Carcinoid tumors are slow-growing, usually asymptomatic neuroendocrine tumors of enterochromaffin cell origin. Functional neuroendocrine tumors secrete many different mediators such as histamine, 5-hydroxytryptamine (serotonin), and 5-hydroxytryptophan. Carcinoid syndrome is characterized by episodic flushing, diarrhea, wheezing, and right heart valve disease due to these mediators. Carcinoid crisis is a very serious complication of carcinoid syndrome and defined as the severe combination of carcinoid syndrome symptoms. The risk of carcinoid crisis varies between 3.4% and 24%. There are many factors triggering the carcinoid crisis. The most common cause is anesthesia and surgery.
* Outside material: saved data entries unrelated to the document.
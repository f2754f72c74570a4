//! CLI argument parsing for bdm.
//!
//! Uses clap derive macros for declarative argument definitions.
//! This module defines the command structure; actual implementations
//! are in the `commands` module.

use clap::{Args, Parser, Subcommand};
use std::path::PathBuf;

/// bdm: generate documents from clause templates or AI-generated clauses.
///
/// Clause text marks fields to fill as `[Name]`. Values are given with
/// `--set Name=value` or a JSON file of name/value pairs; anything left empty
/// stays bracketed in the generated document.
#[derive(Parser, Debug)]
#[command(name = "bdm")]
#[command(author, version, about, long_about = None)]
#[command(propagate_version = true)]
pub struct Cli {
    /// Path to a config file (default: ./bdm.yaml when present).
    #[arg(long, global = true)]
    pub config: Option<PathBuf>,

    /// Enable debug logging.
    #[arg(short, long, global = true)]
    pub verbose: bool,

    #[command(subcommand)]
    pub command: Command,
}

impl Cli {
    pub fn parse_args() -> Self {
        Self::parse()
    }
}

/// Available commands for bdm.
#[derive(Subcommand, Debug)]
pub enum Command {
    /// List the placeholders in a text file or a JSON array of clauses.
    Placeholders(PlaceholdersArgs),

    /// Fill placeholders in a text file and print the result.
    ///
    /// Works offline; nothing is sent to the service.
    Fill(FillArgs),

    /// List templates available on the service.
    Templates,

    /// Generate a document from a stored template.
    Template(TemplateArgs),

    /// Generate clauses with AI, fill them, and save the document.
    Ai(AiArgs),

    /// Generate one document per spreadsheet row and save the ZIP archive.
    Bulk(BulkArgs),

    /// Download the PDF of a generated document.
    Download(DownloadArgs),

    /// Print the effective configuration as YAML.
    ///
    /// Shows the values after the config file and environment overrides
    /// were applied.
    Config,
}

/// Placeholder values given on the command line.
#[derive(Args, Debug, Default, Clone)]
pub struct ValueArgs {
    /// Placeholder value as NAME=VALUE (repeatable).
    #[arg(long = "set", value_name = "NAME=VALUE")]
    pub set: Vec<String>,

    /// JSON file with an object of placeholder values.
    #[arg(long, value_name = "FILE")]
    pub values: Option<PathBuf>,
}

/// Arguments for the `placeholders` command.
#[derive(Parser, Debug)]
pub struct PlaceholdersArgs {
    /// Text file, or JSON file holding an array of clauses.
    pub file: PathBuf,
}

/// Arguments for the `fill` command.
#[derive(Parser, Debug)]
pub struct FillArgs {
    /// Text file to fill.
    pub file: PathBuf,

    #[command(flatten)]
    pub values: ValueArgs,
}

/// Arguments for the `template` command.
#[derive(Parser, Debug)]
pub struct TemplateArgs {
    /// Template ID.
    pub template_id: String,

    /// Document name (default: <template name>_<timestamp>).
    #[arg(short, long)]
    pub name: Option<String>,

    #[command(flatten)]
    pub values: ValueArgs,

    /// Submit without asking when placeholders are empty.
    #[arg(short, long)]
    pub yes: bool,

    /// Print the filled clauses instead of generating.
    #[arg(long)]
    pub preview: bool,
}

/// Arguments for the `ai` command.
#[derive(Parser, Debug)]
pub struct AiArgs {
    /// Document type (e.g., offer_letter, nda).
    pub document_type: String,

    /// Initial context as a JSON object.
    #[arg(long, default_value = "")]
    pub context: String,

    /// Document name (default: <document type>_AI_<timestamp>).
    #[arg(short, long)]
    pub name: Option<String>,

    #[command(flatten)]
    pub values: ValueArgs,

    /// Submit without asking when placeholders are empty.
    #[arg(short, long)]
    pub yes: bool,

    /// Print the filled clauses instead of saving.
    #[arg(long)]
    pub preview: bool,
}

/// Arguments for the `bulk` command.
#[derive(Parser, Debug)]
#[command(group(
    clap::ArgGroup::new("target")
        .required(true)
        .args(["template_id", "document_type"])
))]
pub struct BulkArgs {
    /// Spreadsheet with one row of placeholder values per document.
    pub spreadsheet: PathBuf,

    /// Fill this template once per row.
    #[arg(long)]
    pub template_id: Option<String>,

    /// Generate clauses with AI for this document type once per row.
    #[arg(long)]
    pub document_type: Option<String>,

    /// Where to save the archive (default: timestamped name in download_dir).
    #[arg(short, long)]
    pub out: Option<PathBuf>,
}

/// Arguments for the `download` command.
#[derive(Parser, Debug)]
pub struct DownloadArgs {
    /// Document ID.
    pub document_id: String,

    /// Where to save the PDF (default: <document id>.pdf in download_dir).
    #[arg(short, long)]
    pub out: Option<PathBuf>,
}
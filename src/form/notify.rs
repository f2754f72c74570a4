//! User-facing notifications.

use std::fmt;

/// Severity of a notification.
#[derive(Debug, Clone, Copy, PartialEq, Eq)]
pub enum Level {
    Info,
    Success,
    Error,
}

impl fmt::Display for Level {
    fn fmt(&self, f: &mut fmt::Formatter<'_>) -> fmt::Result {
        let label = match self {
            Level::Info => "info",
            Level::Success => "success",
            Level::Error => "error",
        };
        f.write_str(label)
    }
}

/// Sink for messages shown to the person driving a form.
pub trait Notifier {
    fn notify(&self, level: Level, message: &str);
}

/// Prints notifications to the terminal and mirrors them into the log.
#[derive(Debug, Default)]
pub struct TerminalNotifier;

impl Notifier for TerminalNotifier {
    fn notify(&self, level: Level, message: &str) {
        match level {
            Level::Error => {
                tracing::warn!(%level, "{}", message);
                eprintln!("{}", message);
            }
            _ => {
                tracing::info!(%level, "{}", message);
                println!("{}", message);
            }
        }
    }
}
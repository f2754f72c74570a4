//! Config struct definition and default implementation.

use super::types::*;
use serde::{Deserialize, Serialize};

/// Configuration for the bdm client.
///
/// This struct represents the contents of `bdm.yaml`.
/// Unknown fields in the YAML are ignored for forward compatibility.
#[derive(Debug, Clone, PartialEq, Eq, Serialize, Deserialize)]
#[serde(default)]
pub struct Config {
    /// Base URL of the document service, including the API prefix.
    #[serde(default = "default_api_base_url")]
    pub api_base_url: String,

    /// Request timeout in seconds.
    #[serde(default = "default_timeout_secs")]
    pub timeout_secs: u64,

    /// Name of the environment variable holding the bearer token.
    ///
    /// The token itself is never stored in the config file.
    #[serde(default = "default_token_env")]
    pub token_env: String,

    /// Directory where downloaded archives and PDFs are saved.
    #[serde(default = "default_download_dir")]
    pub download_dir: String,
}

impl Default for Config {
    fn default() -> Self {
        Self {
            api_base_url: default_api_base_url(),
            timeout_secs: default_timeout_secs(),
            token_env: default_token_env(),
            download_dir: default_download_dir(),
        }
    }
}
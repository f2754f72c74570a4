//! Response envelope handling and contract checks.
//!
//! Kept separate from the transport so the checks can be tested on plain
//! JSON values.

use crate::error::{BdmError, Result};
use crate::model::{Clause, Document, Template, TemplateSummary};
use serde::de::DeserializeOwned;
use serde_json::Value;

/// Take the `data` member out of a response body.
pub(crate) fn unwrap_data(body: Value) -> Result<Value> {
    match body {
        Value::Object(mut map) => map
            .remove("data")
            .filter(|data| !data.is_null())
            .ok_or_else(|| BdmError::MalformedResponse("response has no data".to_string())),
        _ => Err(BdmError::MalformedResponse(
            "response body is not a JSON object".to_string(),
        )),
    }
}

fn decode<T: DeserializeOwned>(data: Value, what: &str) -> Result<T> {
    serde_json::from_value(data)
        .map_err(|e| BdmError::MalformedResponse(format!("invalid {}: {}", what, e)))
}

/// Clauses from an AI generation response; an empty list is an error.
pub(crate) fn parse_generated_clauses(body: Value) -> Result<Vec<Clause>> {
    let data = unwrap_data(body)?;
    let clauses = match data {
        Value::Object(mut map) => map.remove("clauses"),
        _ => None,
    };

    match clauses {
        Some(Value::Array(items)) if !items.is_empty() => {
            decode(Value::Array(items), "generated clauses")
        }
        _ => Err(BdmError::MalformedResponse(
            "AI did not return valid clauses.".to_string(),
        )),
    }
}

/// A template with its clause list.
pub(crate) fn parse_template(body: Value) -> Result<Template> {
    let data = unwrap_data(body)?;
    if !data.get("clauses").is_some_and(Value::is_array) {
        return Err(BdmError::MalformedResponse(
            "Invalid template data: clauses is not a list".to_string(),
        ));
    }
    decode(data, "template data")
}

pub(crate) fn parse_template_list(body: Value) -> Result<Vec<TemplateSummary>> {
    decode(unwrap_data(body)?, "template list")
}

pub(crate) fn parse_document(body: Value) -> Result<Document> {
    decode(unwrap_data(body)?, "document")
}

/// Best human-readable message for an error response.
///
/// Prefers the body's `message`, then its `error`, then the raw body text,
/// then the status reason.
pub(crate) fn error_message(status: u16, reason: Option<&str>, body: &[u8]) -> String {
    if let Ok(Value::Object(map)) = serde_json::from_slice::<Value>(body) {
        for key in ["message", "error"] {
            if let Some(Value::String(msg)) = map.get(key)
                && !msg.trim().is_empty()
            {
                return msg.clone();
            }
        }
    }

    let text = String::from_utf8_lossy(body);
    let text = text.trim();
    if !text.is_empty() && text.len() <= 500 && !text.starts_with('<') {
        return text.to_string();
    }

    match reason {
        Some(reason) => format!("{} {}", status, reason),
        None => format!("HTTP {}", status),
    }
}

/// Map an error status to the matching error variant.
pub(crate) fn status_error(status: u16, reason: Option<&str>, body: &[u8]) -> BdmError {
    let message = error_message(status, reason, body);
    if status == 401 {
        BdmError::AuthError(message)
    } else {
        BdmError::ApiError { status, message }
    }
}
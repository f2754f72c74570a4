//! Implementation of `bdm templates` and `bdm template`.

use super::{collect_values, confirm_unresolved, connect, form_context, print_draft};
use crate::api::DocumentService;
use crate::cli::TemplateArgs;
use crate::config::Config;
use crate::error::Result;
use crate::form::{SubmitOutcome, TemplateForm, TerminalNotifier};
use crate::text::format_date;

/// Execute the `bdm templates` command.
pub fn cmd_templates(config: &Config) -> Result<()> {
    let service = connect(config)?;
    let templates = service.list_templates()?;

    if templates.is_empty() {
        println!("No templates available.");
        return Ok(());
    }

    println!("Templates ({}):", templates.len());
    println!();
    for template in &templates {
        let created = template
            .created_at
            .as_deref()
            .map(|raw| format_date(raw).unwrap_or_else(|| raw.to_string()));

        print!(
            "  {:<8} {:<32} {:<16}",
            template.id, template.template_name, template.document_type
        );
        if let Some(created) = created {
            print!(" {}", created);
        }
        if template.is_ai_generated {
            print!(" [AI]");
        }
        println!();
    }
    Ok(())
}

/// Execute the `bdm template` command.
///
/// Values are checked locally before the template is fetched, then applied
/// one by one so an unknown placeholder name is rejected with the list of
/// known names.
pub fn cmd_template(args: TemplateArgs, config: &Config) -> Result<()> {
    let values = collect_values(&args.values)?;

    let service = connect(config)?;
    let notifier = TerminalNotifier;
    let mut form = TemplateForm::new(form_context(&service, &notifier, config));

    form.select_template(&args.template_id)?;
    for (name, value) in &values {
        form.set_value(name, value)?;
    }
    if let Some(name) = &args.name {
        form.set_document_name(name)?;
    }

    if args.preview {
        print_draft(&form.preview()?);
        return Ok(());
    }

    match form.generate(|pending| confirm_unresolved(args.yes, pending))? {
        SubmitOutcome::Submitted(document) => {
            println!("Document ID: {}", document.id);
        }
        SubmitOutcome::Declined => {
            println!("Cancelled; nothing was generated.");
        }
    }
    Ok(())
}
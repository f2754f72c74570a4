//! Placeholder engine for clause text.
//!
//! Clause content marks the slots a user has to fill with square brackets:
//!
//! ```text
//! Dear [Candidate Name], we are pleased to offer you the role of [Position].
//! ```
//!
//! The engine has two halves that must agree on the marker rule:
//!
//! - [`extract_placeholders`] finds the distinct names, in first-occurrence
//!   order, so a form can ask for each value once.
//! - [`fill_placeholders`] substitutes supplied values back into the text.
//!
//! # Unresolved markers
//!
//! Filling never deletes a marker it cannot resolve. A name with no value, or
//! with an empty value, stays in the output as `[Name]` so the reader of the
//! generated document can see what is still missing.

use crate::model::Clause;
use regex::Regex;
use serde::{Deserialize, Serialize};
use std::collections::BTreeMap;
use std::collections::HashSet;
use std::sync::LazyLock;

/// A `[`, one or more characters that are not `]`, then `]`.
static MARKER_REGEX: LazyLock<Regex> =
    LazyLock::new(|| Regex::new(r"\[([^\]]+)\]").expect("Invalid placeholder regex"));

/// Render a placeholder name back into its marker form.
pub fn marker(name: &str) -> String {
    format!("[{}]", name)
}

/// Extract the distinct placeholder names from a text.
///
/// Names are trimmed and returned in the order they first appear. Absent or
/// empty text yields an empty list.
///
/// # Examples
///
/// ```
/// use bdm_client::placeholder::extract_placeholders;
///
/// let names = extract_placeholders(Some("Dear [Name], welcome to [Company]. Bye [Name]."));
/// assert_eq!(names, vec!["Name", "Company"]);
///
/// assert!(extract_placeholders(None).is_empty());
/// ```
pub fn extract_placeholders(text: Option<&str>) -> Vec<String> {
    let Some(text) = text else {
        return Vec::new();
    };

    let mut seen = HashSet::new();
    let mut names = Vec::new();

    for caps in MARKER_REGEX.captures_iter(text) {
        let name = caps[1].trim();
        if seen.insert(name.to_string()) {
            names.push(name.to_string());
        }
    }

    names
}

/// Extract the union of placeholder names across clauses.
///
/// Order is first occurrence, scanning clauses in sequence.
pub fn extract_from_clauses(clauses: &[Clause]) -> Vec<String> {
    let mut seen = HashSet::new();
    let mut names = Vec::new();

    for clause in clauses {
        for name in extract_placeholders(Some(&clause.content)) {
            if seen.insert(name.clone()) {
                names.push(name);
            }
        }
    }

    names
}

/// Substitute placeholder values into a text.
///
/// Every occurrence of `[key]` is replaced for each key in `values`. Keys are
/// matched literally, so names containing `.`, `*`, `(` and the like need no
/// escaping. An empty value leaves the marker in place. Markers whose name is
/// not a key are left untouched, and absent text yields an empty string.
///
/// Keys are applied in sorted order, so the result does not depend on how the
/// map was built.
///
/// # Examples
///
/// ```
/// use bdm_client::placeholder::{PlaceholderValues, fill_placeholders};
///
/// let values = PlaceholderValues::from_pairs([("A", "x")]);
/// assert_eq!(fill_placeholders(Some("[A][B]"), &values), "x[B]");
/// ```
pub fn fill_placeholders(text: Option<&str>, values: &PlaceholderValues) -> String {
    let Some(text) = text else {
        return String::new();
    };

    let mut result = text.to_string();

    for (name, value) in values.iter() {
        // An empty value puts the marker itself back.
        if value.is_empty() {
            continue;
        }
        let needle = marker(name);
        if result.contains(&needle) {
            result = result.replace(&needle, value);
        }
    }

    result
}

/// Fill every clause's content, keeping all other clause fields.
pub fn fill_clauses(clauses: &[Clause], values: &PlaceholderValues) -> Vec<Clause> {
    clauses
        .iter()
        .map(|clause| Clause {
            content: fill_placeholders(Some(&clause.content), values),
            ..clause.clone()
        })
        .collect()
}

/// User-supplied values keyed by placeholder name.
///
/// An absent or empty value is a valid pending state, not an error.
#[derive(Debug, Clone, Default, PartialEq, Eq, Serialize, Deserialize)]
#[serde(transparent)]
pub struct PlaceholderValues(BTreeMap<String, String>);

impl PlaceholderValues {
    /// Create an empty map.
    pub fn new() -> Self {
        Self::default()
    }

    /// Create a map with an empty value for every name.
    pub fn pending_for<I, S>(names: I) -> Self
    where
        I: IntoIterator<Item = S>,
        S: Into<String>,
    {
        Self(
            names
                .into_iter()
                .map(|name| (name.into(), String::new()))
                .collect(),
        )
    }

    /// Helper to build a map from key-value pairs.
    pub fn from_pairs<I, K, V>(pairs: I) -> Self
    where
        I: IntoIterator<Item = (K, V)>,
        K: Into<String>,
        V: Into<String>,
    {
        Self(
            pairs
                .into_iter()
                .map(|(k, v)| (k.into(), v.into()))
                .collect(),
        )
    }

    /// Set the value for a name, replacing any previous value.
    pub fn set(&mut self, name: impl Into<String>, value: impl Into<String>) {
        self.0.insert(name.into(), value.into());
    }

    /// Get the value for a name.
    pub fn get(&self, name: &str) -> Option<&str> {
        self.0.get(name).map(String::as_str)
    }

    /// Whether a name has a non-empty value.
    pub fn is_filled(&self, name: &str) -> bool {
        self.get(name).is_some_and(|v| !v.is_empty())
    }

    /// Names among `names` that have no value or an empty one.
    pub fn pending<'a>(&self, names: &'a [String]) -> Vec<&'a str> {
        names
            .iter()
            .filter(|name| !self.is_filled(name))
            .map(String::as_str)
            .collect()
    }

    /// Iterate over entries in key order.
    pub fn iter(&self) -> impl Iterator<Item = (&str, &str)> {
        self.0.iter().map(|(k, v)| (k.as_str(), v.as_str()))
    }

    pub fn len(&self) -> usize {
        self.0.len()
    }

    pub fn is_empty(&self) -> bool {
        self.0.is_empty()
    }
}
There are no well-defined predicting risk factors for the development of carcinoid crisis. However there are some risk factors such as presence of carcinoid syndrome, elevated 5-HIAA, high tumor burden, metastatic disease, carcinoid heart disease, liver metastases, duration of anesthesia, and advanced patient age.

The aim of the treatment of carcinoid crisis is to block the secretion and effect of mediators released by the tumor and control the symptoms. The cornerstone of this treatment is somatostatin analogs. Other drugs used in the treatment of carcinoid crisis are methylene blue, ketanserin, and H1 and H2 receptor antagonists.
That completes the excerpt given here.